11.3 A “cookie” is a small electronic file that collects information when someone visits a website. A cookie can identify the pages that are being viewed, and this can assist us to select the pages that the viewer sees. Some cookies only exist whilst viewers are online, but “persistent” cookies – which are not session-based – remain on the viewer’s computer, so that he or she can be recognised as a previous visitor when he or she next visits our website. This allows us to collect information about a viewer’s browsing habits whilst on our site, and this can be useful in assisting us to monitor and improve our services.
11.7 Please refer to our cookies policy at https://intercom.help/clicktopurchase/uk-website-policies/cookie-policy for more information.
12 BLOCKCHAIN DISCLAIMER
Our platform uses blockchain technology which provides many benefits to our database infrastructure (you can read more about that on our Information Centre). However, in using our site and platform you acknowledge and agree that:
12.1 as with any new technology, there may be certain risks in using blockchain infrastructure which are currently unknown or poorly documented and that, to the fullest extent permitted by law, the Company will not be liable for any loss of data or other loss or claim arising from any failure in the integrity or infrastructure of our database(s); and
12.2 due to the distributed nature of blockchain technology, information processed using the platform may be published to the blockchain ledger and available to view by other persons. However, as set out in paragraph 9.2, the Company has measures in place to help ensure that no personal data in a legible format is available to any person other than those who need to see it for the purposes for which it is processed.
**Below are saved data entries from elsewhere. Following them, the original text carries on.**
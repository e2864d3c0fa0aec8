//! Corporate page transform (about us, careers, investors)

use super::{cta, features, hero, seo, FieldReader};
use crate::cms::ContentEntry;
use crate::model::{CompanyStat, CorporatePageData, TeamMember};

/// Map a `corporatePage` entry to [`CorporatePageData`]
pub fn transform_corporate(entry: &ContentEntry) -> CorporatePageData {
    let f = FieldReader::of_entry(entry);
    let title = f.text("title");

    CorporatePageData {
        slug: f.text("slug"),
        seo: seo(&f, &title),
        hero: hero(&f),
        body_html: f.rich_text("body"),
        stats: f
            .objects("stats")
            .iter()
            .map(|s| CompanyStat {
                value: s.text("value"),
                label: s.text("label"),
            })
            .collect(),
        team: f.objects("team").iter().map(team_member).collect(),
        values: features(&f, "values"),
        cta: cta(&f),
        title,
    }
}

fn team_member(f: &FieldReader) -> TeamMember {
    let linkedin = f.text("linkedinUrl");
    TeamMember {
        name: f.text("name"),
        role: f.text("role"),
        bio: f.text("bio"),
        image_url: f.asset_url("photo"),
        linkedin_url: (!linkedin.is_empty()).then_some(linkedin),
    }
}

#[cfg(test)]
mod tests {
    use super::*;
    use serde_json::json;

    #[test]
    fn test_about_page() {
        let fields = json!({
            "slug": "about-us",
            "title": "About us",
            "body": {
                "nodeType": "document",
                "content": [{ "nodeType": "paragraph", "content": [{ "nodeType": "text", "value": "Since 2015." }] }]
            },
            "stats": [{ "value": "2.1Cr", "label": "Loans disbursed" }],
            "team": [
                { "fields": { "name": "A. Sharma", "role": "CEO", "photo": { "fields": { "file": { "url": "//img.example.net/a.jpg" } } } } },
                { "fields": { "name": "R. Iyer", "role": "CTO", "linkedinUrl": "https://linkedin.com/in/riyer" } }
            ],
            "values": [{ "title": "Transparency" }]
        });
        let data = transform_corporate(&ContentEntry::new("corporatePage", fields.as_object().cloned().unwrap()));
        assert_eq!(data.slug, "about-us");
        assert_eq!(data.seo.title, "About us");
        assert_eq!(data.body_html, "<p>Since 2015.</p>");
        assert_eq!(data.stats[0].label, "Loans disbursed");
        assert_eq!(data.team[0].image_url, "https://img.example.net/a.jpg");
        assert!(data.team[0].linkedin_url.is_none());
        assert_eq!(data.team[1].linkedin_url.as_deref(), Some("https://linkedin.com/in/riyer"));
        assert_eq!(data.values[0].title, "Transparency");
    }

    #[test]
    fn test_empty_entry() {
        assert_eq!(transform_corporate(&ContentEntry::default()), CorporatePageData::default());
    }
}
13 CONTACT US OR LODGE A COMPLAINT
13.1 Questions, comments, requests and complaints regarding this policy or our handling of your personal data generally are welcomed and should be sent to email@example.com or Data Protection Enquiries, 2nd Floor, Titchfield House, 69-85 Tabernacle Street, London, EC2A 4RR.
13.2 You have the right to make a complaint at any time to the relevant supervisory authority for data protection issues, which in the UK is the Information Commissioner's Office (ICO) (www.ico.org.uk).